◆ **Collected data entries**
==================================================

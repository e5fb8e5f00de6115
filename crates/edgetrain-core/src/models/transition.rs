use chrono::{DateTime, Utc};
use serde::{Deserialize, Serialize};

use super::{DeviceStatus, JobState, TrainingJob};

/// Append-only history row written for every state change.
#[derive(Debug, Clone, PartialEq, Serialize, Deserialize)]
pub struct JobTransitionRecord {
    pub job_id: String,
    /// `None` for the row written when the job is created.
    pub from_state: Option<JobState>,
    pub to_state: JobState,
    pub detail: Option<String>,
    pub recorded_at: DateTime<Utc>,
}

/// Device-side effect committed in the same transaction as a job transition.
#[derive(Debug, Clone, PartialEq)]
pub enum DeviceEffect {
    SetStatus(DeviceStatus),
    /// Reset the sample count, stamp `last_trained_at`, mark `ready`.
    ResetAfterDeploy { trained_at: DateTime<Utc> },
}

/// A compare-and-swap commit of a job snapshot.
///
/// Applies only while the stored row still has `expected_version` and
/// `from_state`; otherwise the commit is stale and nothing is written.
#[derive(Debug, Clone)]
pub struct JobCommit {
    pub job: TrainingJob,
    pub expected_version: u64,
    pub from_state: JobState,
    pub detail: Option<String>,
    pub device_effect: Option<DeviceEffect>,
}
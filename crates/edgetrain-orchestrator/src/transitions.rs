//! Pure builders for job commits.
//!
//! Each function takes the snapshot the orchestrator read and returns the
//! compare-and-swap commit that moves it one step. The snapshot inside the
//! commit carries the version the row will have once the commit applies.

use chrono::{DateTime, Utc};

use edgetrain_core::errors::RemoteError;
use edgetrain_core::models::{
    DeviceEffect, DeviceStatus, JobCommit, JobState, RemoteJobRef, TrainingJob,
};

/// Detail recorded when a deploy may or may not have reached the platform.
pub const IN_DOUBT_DEPLOY_DETAIL: &str =
    "deployment outcome unknown, manual reconciliation required";

fn step(
    job: &TrainingJob,
    next: TrainingJob,
    detail: Option<String>,
    device_effect: Option<DeviceEffect>,
) -> JobCommit {
    JobCommit {
        expected_version: job.version,
        from_state: job.state,
        detail,
        device_effect,
        job: TrainingJob {
            version: job.version + 1,
            ..next
        },
    }
}

/// `pending → submitted` once the platform accepted the run.
pub fn submitted(job: &TrainingJob, remote_ref: RemoteJobRef) -> JobCommit {
    let detail = format!("submitted as remote job {remote_ref}");
    let next = TrainingJob {
        state: JobState::Submitted,
        remote_ref: Some(remote_ref),
        consecutive_failures: 0,
        ..job.clone()
    };
    step(job, next, Some(detail), None)
}

/// A poll reporting the run still in progress. `submitted` advances to
/// `training`; `training` only records the poll.
pub fn polled_in_progress(job: &TrainingJob, now: DateTime<Utc>) -> JobCommit {
    let (state, detail) = match job.state {
        JobState::Submitted => (JobState::Training, Some("remote training in progress".to_string())),
        other => (other, None),
    };
    let next = TrainingJob {
        state,
        last_polled_at: Some(now),
        consecutive_failures: 0,
        ..job.clone()
    };
    step(job, next, detail, None)
}

/// A poll reporting success. No device mutation until deployment.
pub fn training_succeeded(job: &TrainingJob, accuracy: Option<f64>, now: DateTime<Utc>) -> JobCommit {
    let detail = match accuracy {
        Some(acc) => format!("remote training succeeded (accuracy {acc:.4})"),
        None => "remote training succeeded".to_string(),
    };
    let next = TrainingJob {
        state: JobState::Completed,
        accuracy,
        last_polled_at: Some(now),
        consecutive_failures: 0,
        ..job.clone()
    };
    step(job, next, Some(detail), None)
}

/// Durably mark a deploy as in flight before the deploy call is made.
/// From `completed` this is the move to `deploying`; from `deploying` with
/// a cleared marker it re-arms the marker for a retry.
pub fn deploy_started(job: &TrainingJob, now: DateTime<Utc>) -> JobCommit {
    let detail = if job.state == JobState::Deploying {
        "retrying deployment"
    } else {
        "deployment started"
    };
    let next = TrainingJob {
        state: JobState::Deploying,
        deploy_started_at: Some(now),
        ..job.clone()
    };
    step(
        job,
        next,
        Some(detail.to_string()),
        Some(DeviceEffect::SetStatus(DeviceStatus::Deploying)),
    )
}

/// `deploying → deployed`. The same commit zeroes the device's sample count,
/// stamps `last_trained_at`, and marks it `ready`.
pub fn deployed(job: &TrainingJob, deployment_id: &str, now: DateTime<Utc>) -> JobCommit {
    let next = TrainingJob {
        state: JobState::Deployed,
        completed_at: Some(now),
        consecutive_failures: 0,
        ..job.clone()
    };
    step(
        job,
        next,
        Some(format!("deployed as {deployment_id}")),
        Some(DeviceEffect::ResetAfterDeploy { trained_at: now }),
    )
}

/// Any non-terminal state → `failed`; the device goes to `error`. The remote
/// reference is kept for later reconciliation.
pub fn failed(job: &TrainingJob, reason: impl Into<String>, now: DateTime<Utc>) -> JobCommit {
    let reason = reason.into();
    let next = TrainingJob {
        state: JobState::Failed,
        error: Some(reason.clone()),
        completed_at: Some(now),
        ..job.clone()
    };
    step(
        job,
        next,
        Some(reason),
        Some(DeviceEffect::SetStatus(DeviceStatus::Error)),
    )
}

/// A deploy found in flight after the fact: fail rather than deploy twice.
pub fn in_doubt_deploy(job: &TrainingJob, now: DateTime<Utc>) -> JobCommit {
    failed(job, IN_DOUBT_DEPLOY_DETAIL, now)
}

/// Record one transient remote failure.
///
/// The job keeps its state with the failure counter bumped and any deploy
/// marker cleared, unless this failure reaches `max_consecutive_failures`,
/// in which case the job fails.
pub fn transient_failure(
    job: &TrainingJob,
    operation: &str,
    err: &RemoteError,
    max_consecutive_failures: u32,
    now: DateTime<Utc>,
) -> JobCommit {
    let failures = job.consecutive_failures.saturating_add(1);
    if failures >= max_consecutive_failures {
        return failed(
            job,
            format!("{operation} failed {failures} consecutive times, last error: {err}"),
            now,
        );
    }
    let next = TrainingJob {
        consecutive_failures: failures,
        deploy_started_at: None,
        last_polled_at: Some(now),
        ..job.clone()
    };
    step(
        job,
        next,
        Some(format!(
            "{operation} transient failure {failures}/{max_consecutive_failures}: {err}"
        )),
        None,
    )
}
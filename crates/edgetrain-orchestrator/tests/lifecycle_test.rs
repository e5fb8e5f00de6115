//! Job lifecycle: submission, polling, deployment, failure handling.

mod common;

use std::sync::Barrier;
use std::time::Duration;

use edgetrain_core::errors::RemoteError;
use edgetrain_core::models::{
    DeployOutcome, DeviceStatus, JobState, RemoteJobRef, RemoteJobStatus,
};
use edgetrain_orchestrator::AdvanceOutcome;

use common::{config, harness, harness_with};
use test_fixtures::MockRemote;

#[test]
fn crossing_threshold_creates_and_submits_job() {
    let h = harness(100);
    assert!(h.ingest("dev-1", 99).is_none());
    assert!(h.engine.list_jobs(Some("dev-1")).unwrap().is_empty());

    let job_id = h.ingest("dev-1", 1).expect("100th sample triggers");
    let job = h.job(&job_id);
    assert_eq!(job.state, JobState::Submitted);
    assert_eq!(job.samples_at_trigger, 100);
    assert_eq!(job.remote_ref.unwrap().as_str(), "remote-1");
    assert_eq!(h.history_states(&job_id), vec!["pending", "submitted"]);

    let stats = h.engine.get_device_stats("dev-1").unwrap();
    assert_eq!(stats.status, DeviceStatus::Training);
    assert_eq!(stats.sample_count, 100);
}

#[test]
fn happy_path_reaches_deployed_and_resets_count() {
    let h = harness(3);
    let job_id = h.ingest("dev-1", 3).unwrap();

    assert_eq!(
        h.engine.advance_job(&job_id).unwrap(),
        AdvanceOutcome::Transitioned {
            from: JobState::Submitted,
            to: JobState::Training
        }
    );
    // In progress again: only the poll timestamp moves.
    assert_eq!(h.engine.advance_job(&job_id).unwrap(), AdvanceOutcome::Unchanged);
    assert!(h.job(&job_id).last_polled_at.is_some());

    h.remote.push_status(Ok(RemoteJobStatus::Succeeded {
        accuracy: Some(0.93),
    }));
    assert_eq!(
        h.engine.advance_job(&job_id).unwrap(),
        AdvanceOutcome::Transitioned {
            from: JobState::Training,
            to: JobState::Deployed
        }
    );

    let job = h.job(&job_id);
    assert_eq!(job.accuracy, Some(0.93));
    assert!(job.completed_at.is_some());
    assert!(job.deploy_started_at.is_some());

    let stats = h.engine.get_device_stats("dev-1").unwrap();
    assert_eq!(stats.sample_count, 0);
    assert_eq!(stats.status, DeviceStatus::Ready);
    assert!(stats.last_trained_at.is_some());

    assert_eq!(
        h.history_states(&job_id),
        vec!["pending", "submitted", "training", "completed", "deploying", "deployed"]
    );
    assert_eq!(h.remote.deploy_calls(), 1);
}

#[test]
fn first_poll_success_still_records_training() {
    let h = harness(1);
    let job_id = h.ingest("dev-1", 1).unwrap();
    h.remote.push_status(Ok(RemoteJobStatus::Succeeded { accuracy: None }));

    assert_eq!(
        h.engine.advance_job(&job_id).unwrap(),
        AdvanceOutcome::Transitioned {
            from: JobState::Submitted,
            to: JobState::Deployed
        }
    );
    assert_eq!(
        h.history_states(&job_id),
        vec!["pending", "submitted", "training", "completed", "deploying", "deployed"]
    );
    assert_eq!(h.remote.status_calls(), 1);
}

#[test]
fn terminal_jobs_are_not_advanced_again() {
    let h = harness(1);
    let job_id = h.ingest("dev-1", 1).unwrap();
    h.remote.push_status(Ok(RemoteJobStatus::Succeeded { accuracy: None }));
    h.engine.advance_job(&job_id).unwrap();

    let before = h.job(&job_id);
    let calls = h.remote.status_calls();
    assert_eq!(
        h.engine.advance_job(&job_id).unwrap(),
        AdvanceOutcome::Terminal(JobState::Deployed)
    );
    assert_eq!(h.job(&job_id), before);
    assert_eq!(h.remote.status_calls(), calls);
}

#[test]
fn deploy_failure_fails_job_and_keeps_count() {
    let h = harness(2);
    let job_id = h.ingest("dev-1", 2).unwrap();
    h.remote
        .push_status(Ok(RemoteJobStatus::Succeeded { accuracy: Some(0.8) }))
        .push_deploy(Ok(DeployOutcome::Failed {
            reason: "model too large for target".into(),
        }));

    h.engine.advance_job(&job_id).unwrap();

    let job = h.job(&job_id);
    assert_eq!(job.state, JobState::Failed);
    assert!(job.error.unwrap().contains("model too large"));
    assert_eq!(job.remote_ref.unwrap().as_str(), "remote-1");

    let stats = h.engine.get_device_stats("dev-1").unwrap();
    assert_eq!(stats.status, DeviceStatus::Error);
    assert_eq!(stats.sample_count, 2);
    assert!(stats.last_trained_at.is_none());
}

#[test]
fn remote_training_failure_marks_device_error() {
    let h = harness(1);
    let job_id = h.ingest("dev-1", 1).unwrap();
    h.remote.push_status(Ok(RemoteJobStatus::Failed {
        reason: "not enough data".into(),
    }));

    h.engine.advance_job(&job_id).unwrap();

    let job = h.job(&job_id);
    assert_eq!(job.state, JobState::Failed);
    assert_eq!(
        job.error.as_deref(),
        Some("remote training failed: not enough data")
    );
    assert_eq!(
        h.engine.get_device_stats("dev-1").unwrap().status,
        DeviceStatus::Error
    );
}

#[test]
fn rate_limited_three_times_survives_fourth_fails() {
    let h = harness(1);
    let job_id = h.ingest("dev-1", 1).unwrap();
    h.remote.push_status(Ok(RemoteJobStatus::InProgress));
    h.engine.advance_job(&job_id).unwrap();
    assert_eq!(h.job(&job_id).state, JobState::Training);

    let limited = Err(RemoteError::RateLimited {
        reason: "429 Too Many Requests".into(),
    });
    h.remote.push_statuses(4, limited);

    for attempt in 1..=3 {
        assert_eq!(h.engine.advance_job(&job_id).unwrap(), AdvanceOutcome::Unchanged);
        let job = h.job(&job_id);
        assert_eq!(job.state, JobState::Training);
        assert_eq!(job.consecutive_failures, attempt);
    }

    assert_eq!(
        h.engine.advance_job(&job_id).unwrap(),
        AdvanceOutcome::Transitioned {
            from: JobState::Training,
            to: JobState::Failed
        }
    );
    let job = h.job(&job_id);
    assert!(job.error.unwrap().contains("4 consecutive"));
    assert_eq!(
        h.engine.get_device_stats("dev-1").unwrap().status,
        DeviceStatus::Error
    );
}

#[test]
fn successful_poll_resets_failure_counter() {
    let h = harness(1);
    let job_id = h.ingest("dev-1", 1).unwrap();
    h.remote
        .push_statuses(
            2,
            Err(RemoteError::Unavailable {
                reason: "503".into(),
            }),
        )
        .push_status(Ok(RemoteJobStatus::InProgress));

    h.engine.advance_job(&job_id).unwrap();
    h.engine.advance_job(&job_id).unwrap();
    assert_eq!(h.job(&job_id).consecutive_failures, 2);

    h.engine.advance_job(&job_id).unwrap();
    let job = h.job(&job_id);
    assert_eq!(job.state, JobState::Training);
    assert_eq!(job.consecutive_failures, 0);
}

#[test]
fn fatal_remote_error_fails_immediately() {
    let h = harness(1);
    let job_id = h.ingest("dev-1", 1).unwrap();
    h.remote.push_status(Err(RemoteError::Unauthorized {
        reason: "api key revoked".into(),
    }));

    h.engine.advance_job(&job_id).unwrap();
    let job = h.job(&job_id);
    assert_eq!(job.state, JobState::Failed);
    assert!(job.error.unwrap().contains("api key revoked"));
}

#[test]
fn transient_submit_error_leaves_job_pending_for_retry() {
    let h = harness(1);
    h.remote.push_start(Err(RemoteError::Unavailable {
        reason: "connection refused".into(),
    }));

    let job_id = h.ingest("dev-1", 1).unwrap();
    let job = h.job(&job_id);
    assert_eq!(job.state, JobState::Pending);
    assert_eq!(job.consecutive_failures, 1);
    assert!(job.remote_ref.is_none());

    h.engine.advance_job(&job_id).unwrap();
    let job = h.job(&job_id);
    assert_eq!(job.state, JobState::Submitted);
    assert_eq!(job.consecutive_failures, 0);
    assert_eq!(h.remote.start_calls(), 2);
}

#[test]
fn fatal_submit_error_fails_job() {
    let h = harness(1);
    h.remote.push_start(Err(RemoteError::NotFound {
        reason: "project 42 does not exist".into(),
    }));

    let job_id = h.ingest("dev-1", 1).unwrap();
    assert_eq!(h.job(&job_id).state, JobState::Failed);
    assert_eq!(h.active_jobs("dev-1"), 0);
}

#[test]
fn transient_deploy_error_clears_marker_and_retries() {
    let h = harness(1);
    let job_id = h.ingest("dev-1", 1).unwrap();
    h.remote
        .push_status(Ok(RemoteJobStatus::Succeeded { accuracy: None }))
        .push_deploy(Err(RemoteError::Unavailable {
            reason: "HTTP 503 Service Unavailable".into(),
        }));

    assert_eq!(
        h.engine.advance_job(&job_id).unwrap(),
        AdvanceOutcome::Transitioned {
            from: JobState::Submitted,
            to: JobState::Deploying
        }
    );
    let job = h.job(&job_id);
    assert_eq!(job.state, JobState::Deploying);
    assert!(job.deploy_started_at.is_none());
    assert_eq!(job.consecutive_failures, 1);

    assert_eq!(
        h.engine.advance_job(&job_id).unwrap(),
        AdvanceOutcome::Transitioned {
            from: JobState::Deploying,
            to: JobState::Deployed
        }
    );
    assert_eq!(h.remote.deploy_calls(), 2);
    assert_eq!(h.engine.get_device_stats("dev-1").unwrap().sample_count, 0);
}

#[test]
fn in_doubt_deploy_is_failed_not_repeated() {
    use edgetrain_core::traits::IJobStore;
    use edgetrain_orchestrator::transitions;

    let h = harness(1);
    let job_id = h.ingest("dev-1", 1).unwrap();

    // Simulate a crash between arming the deploy marker and the deploy call.
    let job = h.job(&job_id);
    let training = transitions::polled_in_progress(&job, chrono::Utc::now());
    assert!(h.store.commit_transition(&training).unwrap());
    let completed = transitions::training_succeeded(&training.job, None, chrono::Utc::now());
    assert!(h.store.commit_transition(&completed).unwrap());
    let started = transitions::deploy_started(&completed.job, chrono::Utc::now());
    assert!(h.store.commit_transition(&started).unwrap());

    h.engine.advance_job(&job_id).unwrap();

    let job = h.job(&job_id);
    assert_eq!(job.state, JobState::Failed);
    assert!(job.error.unwrap().contains("manual reconciliation"));
    assert_eq!(h.remote.deploy_calls(), 0);
    assert_eq!(
        h.engine.get_device_stats("dev-1").unwrap().status,
        DeviceStatus::Error
    );
}

#[test]
fn history_records_transient_retries() {
    let h = harness(1);
    let job_id = h.ingest("dev-1", 1).unwrap();
    h.remote.push_status(Err(RemoteError::RateLimited {
        reason: "slow down".into(),
    }));
    h.engine.advance_job(&job_id).unwrap();

    let history = h.engine.job_history(&job_id).unwrap();
    let last = history.last().unwrap();
    assert_eq!(last.from_state, Some(JobState::Submitted));
    assert_eq!(last.to_state, JobState::Submitted);
    assert!(last.detail.as_deref().unwrap().contains("1/4"));
}

#[test]
fn new_job_after_deploy_starts_fresh_count() {
    let h = harness(2);
    let first = h.ingest("dev-1", 2).unwrap();
    h.remote.push_status(Ok(RemoteJobStatus::Succeeded { accuracy: None }));
    h.engine.advance_job(&first).unwrap();
    assert_eq!(h.job(&first).state, JobState::Deployed);

    assert!(h.ingest("dev-1", 1).is_none());
    let second = h.ingest("dev-1", 1).unwrap();
    assert_ne!(first, second);
    assert_eq!(h.job(&second).samples_at_trigger, 2);
    assert_eq!(h.job(&second).remote_ref, Some(RemoteJobRef::new("remote-2")));
}

#[test]
fn deploy_with_unknown_outcome_is_failed_not_resent() {
    let h = harness(1);
    let job_id = h.ingest("dev-1", 1).unwrap();
    h.remote
        .push_status(Ok(RemoteJobStatus::Succeeded { accuracy: None }))
        .push_deploy(Err(RemoteError::OutcomeUnknown {
            reason: "operation timed out".into(),
        }));

    assert_eq!(
        h.engine.advance_job(&job_id).unwrap(),
        AdvanceOutcome::Transitioned {
            from: JobState::Submitted,
            to: JobState::Failed
        }
    );
    let job = h.job(&job_id);
    assert!(job.error.unwrap().contains("manual reconciliation"));

    assert_eq!(
        h.engine.advance_job(&job_id).unwrap(),
        AdvanceOutcome::Terminal(JobState::Failed)
    );
    assert_eq!(h.remote.deploy_calls(), 1);
    assert_eq!(
        h.engine.get_device_stats("dev-1").unwrap().status,
        DeviceStatus::Error
    );
}

#[test]
fn start_with_unknown_outcome_is_not_resubmitted() {
    let h = harness(1);
    h.remote.push_start(Err(RemoteError::OutcomeUnknown {
        reason: "connection reset".into(),
    }));
    let job_id = h.ingest("dev-1", 1).unwrap();

    assert_eq!(h.job(&job_id).state, JobState::Failed);
    assert_eq!(
        h.engine.advance_job(&job_id).unwrap(),
        AdvanceOutcome::Terminal(JobState::Failed)
    );
    assert_eq!(h.remote.start_calls(), 1);
}

#[test]
fn concurrent_advances_deploy_once() {
    let h = harness_with(
        config(1),
        MockRemote::new().with_latency(Duration::from_millis(40)),
        |builder| builder,
    );
    let job_id = h.ingest("dev-1", 1).unwrap();
    h.remote
        .push_status(Ok(RemoteJobStatus::Succeeded { accuracy: Some(0.9) }));

    let callers = 8;
    let barrier = Barrier::new(callers);
    let outcomes: Vec<AdvanceOutcome> = std::thread::scope(|scope| {
        let handles: Vec<_> = (0..callers)
            .map(|_| {
                scope.spawn(|| {
                    barrier.wait();
                    h.engine.advance_job(&job_id).unwrap()
                })
            })
            .collect();
        handles.into_iter().map(|handle| handle.join().unwrap()).collect()
    });

    let transitioned = outcomes
        .iter()
        .filter(|outcome| matches!(outcome, AdvanceOutcome::Transitioned { .. }))
        .count();
    assert_eq!(transitioned, 1, "outcomes: {outcomes:?}");
    assert!(outcomes.iter().all(|outcome| matches!(
        outcome,
        AdvanceOutcome::Transitioned { .. }
            | AdvanceOutcome::Busy
            | AdvanceOutcome::Stale
            | AdvanceOutcome::Terminal(JobState::Deployed)
    )));

    assert_eq!(h.job(&job_id).state, JobState::Deployed);
    assert_eq!(h.remote.status_calls(), 1);
    assert_eq!(h.remote.deploy_calls(), 1);
    assert_eq!(
        h.history_states(&job_id)
            .iter()
            .filter(|state| *state == "deployed")
            .count(),
        1
    );
}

==================================================

◆ **What to do**
For every line of the records that has the word "MockRemote" in it, make a copy.

◆ **Result**
use test_fixtures::MockRemote;
        MockRemote::new().with_latency(Duration::from_millis(40)),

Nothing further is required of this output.